──────── Extracted records ────────

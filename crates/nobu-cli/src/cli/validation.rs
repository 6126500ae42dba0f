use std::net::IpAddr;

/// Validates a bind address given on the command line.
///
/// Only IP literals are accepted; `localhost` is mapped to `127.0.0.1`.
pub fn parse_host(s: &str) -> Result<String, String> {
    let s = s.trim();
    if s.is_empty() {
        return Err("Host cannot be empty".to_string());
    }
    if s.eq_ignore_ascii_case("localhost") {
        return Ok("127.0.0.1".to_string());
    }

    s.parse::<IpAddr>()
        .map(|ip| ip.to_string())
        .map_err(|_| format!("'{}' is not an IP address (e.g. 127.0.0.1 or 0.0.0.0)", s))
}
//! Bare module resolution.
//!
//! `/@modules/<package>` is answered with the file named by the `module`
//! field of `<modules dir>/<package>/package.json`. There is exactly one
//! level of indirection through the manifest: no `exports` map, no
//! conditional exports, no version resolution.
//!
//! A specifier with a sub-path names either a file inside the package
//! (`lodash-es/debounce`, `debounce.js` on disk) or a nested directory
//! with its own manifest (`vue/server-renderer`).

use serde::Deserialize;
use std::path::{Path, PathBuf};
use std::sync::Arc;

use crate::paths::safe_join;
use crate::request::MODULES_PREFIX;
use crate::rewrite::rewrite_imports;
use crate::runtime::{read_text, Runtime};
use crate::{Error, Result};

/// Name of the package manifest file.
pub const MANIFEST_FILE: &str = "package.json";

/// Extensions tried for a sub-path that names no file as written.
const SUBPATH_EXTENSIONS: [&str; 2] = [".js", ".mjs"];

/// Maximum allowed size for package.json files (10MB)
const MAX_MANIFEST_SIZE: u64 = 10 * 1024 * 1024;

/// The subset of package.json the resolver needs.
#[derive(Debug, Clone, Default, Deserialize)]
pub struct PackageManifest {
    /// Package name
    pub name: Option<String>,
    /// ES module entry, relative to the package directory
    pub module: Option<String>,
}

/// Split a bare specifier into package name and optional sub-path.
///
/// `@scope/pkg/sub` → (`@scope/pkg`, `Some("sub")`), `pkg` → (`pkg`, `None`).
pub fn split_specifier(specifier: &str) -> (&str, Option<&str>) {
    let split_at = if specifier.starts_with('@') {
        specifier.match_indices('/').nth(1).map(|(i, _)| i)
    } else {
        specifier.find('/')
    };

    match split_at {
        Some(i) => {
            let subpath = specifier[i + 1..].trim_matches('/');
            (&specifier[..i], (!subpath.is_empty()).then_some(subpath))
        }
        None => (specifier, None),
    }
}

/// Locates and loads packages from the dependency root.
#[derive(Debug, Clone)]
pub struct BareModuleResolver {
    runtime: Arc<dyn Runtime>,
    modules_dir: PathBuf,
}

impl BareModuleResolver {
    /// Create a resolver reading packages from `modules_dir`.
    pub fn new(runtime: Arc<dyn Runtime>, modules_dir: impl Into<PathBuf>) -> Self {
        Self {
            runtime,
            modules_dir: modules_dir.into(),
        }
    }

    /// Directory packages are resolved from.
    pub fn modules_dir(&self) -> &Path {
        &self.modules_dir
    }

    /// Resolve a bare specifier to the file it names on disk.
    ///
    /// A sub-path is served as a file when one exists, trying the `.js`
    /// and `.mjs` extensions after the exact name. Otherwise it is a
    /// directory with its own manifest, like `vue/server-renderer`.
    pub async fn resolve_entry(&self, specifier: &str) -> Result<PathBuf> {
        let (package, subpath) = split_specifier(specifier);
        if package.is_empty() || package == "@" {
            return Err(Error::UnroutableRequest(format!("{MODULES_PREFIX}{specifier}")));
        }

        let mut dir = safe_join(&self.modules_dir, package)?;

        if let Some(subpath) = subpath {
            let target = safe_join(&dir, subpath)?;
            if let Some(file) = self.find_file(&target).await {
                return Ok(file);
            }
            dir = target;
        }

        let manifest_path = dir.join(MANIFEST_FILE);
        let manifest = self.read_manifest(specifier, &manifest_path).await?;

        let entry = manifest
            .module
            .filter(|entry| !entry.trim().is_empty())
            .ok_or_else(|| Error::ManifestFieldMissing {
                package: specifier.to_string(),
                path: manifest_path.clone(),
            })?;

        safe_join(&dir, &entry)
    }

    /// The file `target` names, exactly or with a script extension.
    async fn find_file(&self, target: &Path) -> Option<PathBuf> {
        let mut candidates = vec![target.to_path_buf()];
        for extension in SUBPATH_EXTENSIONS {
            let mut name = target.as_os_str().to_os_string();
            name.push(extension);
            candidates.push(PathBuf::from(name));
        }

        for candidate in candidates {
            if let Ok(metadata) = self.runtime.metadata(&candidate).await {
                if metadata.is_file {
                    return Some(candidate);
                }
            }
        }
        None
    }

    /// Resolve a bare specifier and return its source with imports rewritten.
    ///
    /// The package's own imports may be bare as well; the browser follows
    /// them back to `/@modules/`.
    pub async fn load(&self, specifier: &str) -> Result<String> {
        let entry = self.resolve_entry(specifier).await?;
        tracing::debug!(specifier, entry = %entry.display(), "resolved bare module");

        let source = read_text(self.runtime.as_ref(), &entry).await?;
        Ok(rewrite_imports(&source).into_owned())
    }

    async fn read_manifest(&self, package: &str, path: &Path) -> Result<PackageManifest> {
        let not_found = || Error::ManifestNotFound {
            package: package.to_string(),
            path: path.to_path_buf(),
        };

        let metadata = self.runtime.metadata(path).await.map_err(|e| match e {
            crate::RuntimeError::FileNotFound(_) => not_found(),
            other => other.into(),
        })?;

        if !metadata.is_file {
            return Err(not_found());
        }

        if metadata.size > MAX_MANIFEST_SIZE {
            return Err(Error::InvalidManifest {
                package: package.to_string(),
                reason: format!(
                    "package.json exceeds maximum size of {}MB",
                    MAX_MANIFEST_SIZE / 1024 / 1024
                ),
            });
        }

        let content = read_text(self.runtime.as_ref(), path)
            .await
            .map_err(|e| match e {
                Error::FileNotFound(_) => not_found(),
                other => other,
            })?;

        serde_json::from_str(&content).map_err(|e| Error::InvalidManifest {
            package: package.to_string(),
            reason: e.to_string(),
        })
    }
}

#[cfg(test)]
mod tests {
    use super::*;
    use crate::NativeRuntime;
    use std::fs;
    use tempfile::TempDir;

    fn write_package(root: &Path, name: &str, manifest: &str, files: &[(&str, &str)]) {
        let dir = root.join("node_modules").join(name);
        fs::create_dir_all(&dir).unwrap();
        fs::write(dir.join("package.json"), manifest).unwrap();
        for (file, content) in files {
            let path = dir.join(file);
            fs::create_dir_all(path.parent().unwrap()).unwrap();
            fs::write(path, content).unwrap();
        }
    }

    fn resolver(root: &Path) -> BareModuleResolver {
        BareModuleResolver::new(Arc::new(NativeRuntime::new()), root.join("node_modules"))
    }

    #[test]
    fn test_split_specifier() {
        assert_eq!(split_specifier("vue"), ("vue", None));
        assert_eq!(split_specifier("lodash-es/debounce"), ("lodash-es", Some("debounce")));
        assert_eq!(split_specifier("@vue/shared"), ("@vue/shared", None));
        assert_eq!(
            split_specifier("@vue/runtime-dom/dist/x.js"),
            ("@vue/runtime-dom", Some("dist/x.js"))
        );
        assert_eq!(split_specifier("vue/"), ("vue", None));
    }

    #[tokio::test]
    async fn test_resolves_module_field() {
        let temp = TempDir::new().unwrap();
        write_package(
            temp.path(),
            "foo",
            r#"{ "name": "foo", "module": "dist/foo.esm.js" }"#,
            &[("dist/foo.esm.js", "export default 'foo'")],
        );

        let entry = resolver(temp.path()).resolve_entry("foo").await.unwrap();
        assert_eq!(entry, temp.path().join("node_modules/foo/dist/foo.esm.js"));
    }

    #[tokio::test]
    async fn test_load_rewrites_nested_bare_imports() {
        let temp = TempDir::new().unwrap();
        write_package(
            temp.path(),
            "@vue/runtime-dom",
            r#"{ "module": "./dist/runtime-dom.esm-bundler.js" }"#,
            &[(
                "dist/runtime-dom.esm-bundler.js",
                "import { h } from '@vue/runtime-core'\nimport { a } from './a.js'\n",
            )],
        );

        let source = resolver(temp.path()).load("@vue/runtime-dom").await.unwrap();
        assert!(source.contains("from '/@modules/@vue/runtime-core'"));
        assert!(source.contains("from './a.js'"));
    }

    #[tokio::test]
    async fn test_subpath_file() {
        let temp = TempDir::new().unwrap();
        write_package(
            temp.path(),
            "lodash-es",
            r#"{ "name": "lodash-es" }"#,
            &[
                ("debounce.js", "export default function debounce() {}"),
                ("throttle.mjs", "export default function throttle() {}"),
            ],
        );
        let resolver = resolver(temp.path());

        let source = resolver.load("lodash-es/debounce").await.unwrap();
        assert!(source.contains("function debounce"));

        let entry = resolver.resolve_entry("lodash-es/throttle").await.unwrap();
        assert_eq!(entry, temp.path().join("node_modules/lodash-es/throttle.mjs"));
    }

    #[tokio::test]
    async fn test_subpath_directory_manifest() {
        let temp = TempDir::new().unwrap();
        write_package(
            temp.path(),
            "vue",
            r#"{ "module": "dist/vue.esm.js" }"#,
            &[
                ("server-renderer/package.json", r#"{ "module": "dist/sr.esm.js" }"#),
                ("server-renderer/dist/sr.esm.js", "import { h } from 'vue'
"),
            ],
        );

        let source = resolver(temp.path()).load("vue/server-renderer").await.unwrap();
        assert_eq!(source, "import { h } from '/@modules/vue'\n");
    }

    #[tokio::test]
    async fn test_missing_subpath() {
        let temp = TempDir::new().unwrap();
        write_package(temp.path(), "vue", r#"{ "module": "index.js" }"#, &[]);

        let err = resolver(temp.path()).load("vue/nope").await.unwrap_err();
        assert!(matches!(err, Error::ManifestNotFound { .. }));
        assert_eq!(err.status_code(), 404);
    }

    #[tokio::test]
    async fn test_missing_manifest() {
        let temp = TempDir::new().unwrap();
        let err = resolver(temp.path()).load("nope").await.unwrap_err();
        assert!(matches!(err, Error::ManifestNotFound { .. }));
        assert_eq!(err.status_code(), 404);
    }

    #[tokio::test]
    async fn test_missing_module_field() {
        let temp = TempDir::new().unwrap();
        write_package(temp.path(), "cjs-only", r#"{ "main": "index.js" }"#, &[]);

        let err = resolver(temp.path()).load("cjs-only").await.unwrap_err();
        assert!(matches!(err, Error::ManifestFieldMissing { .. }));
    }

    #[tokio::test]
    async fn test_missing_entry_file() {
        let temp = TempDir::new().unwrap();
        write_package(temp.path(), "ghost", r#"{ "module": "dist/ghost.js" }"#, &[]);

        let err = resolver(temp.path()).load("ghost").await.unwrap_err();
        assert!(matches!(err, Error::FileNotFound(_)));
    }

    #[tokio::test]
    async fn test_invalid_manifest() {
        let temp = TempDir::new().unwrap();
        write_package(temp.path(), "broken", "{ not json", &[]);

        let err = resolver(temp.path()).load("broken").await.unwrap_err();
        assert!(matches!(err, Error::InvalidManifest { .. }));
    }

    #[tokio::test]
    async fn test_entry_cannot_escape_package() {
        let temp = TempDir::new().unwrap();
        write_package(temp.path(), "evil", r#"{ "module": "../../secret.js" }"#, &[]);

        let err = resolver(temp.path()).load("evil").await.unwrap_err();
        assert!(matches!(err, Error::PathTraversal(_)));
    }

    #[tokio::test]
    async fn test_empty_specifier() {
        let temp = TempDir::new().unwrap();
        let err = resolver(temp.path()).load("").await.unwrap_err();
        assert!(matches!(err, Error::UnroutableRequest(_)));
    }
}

────────

Instructions for the task: Each line above that holds the string "derive" should be copied and shown.

Result:
#[derive(Debug, Clone, Default, Deserialize)]
#[derive(Debug, Clone)]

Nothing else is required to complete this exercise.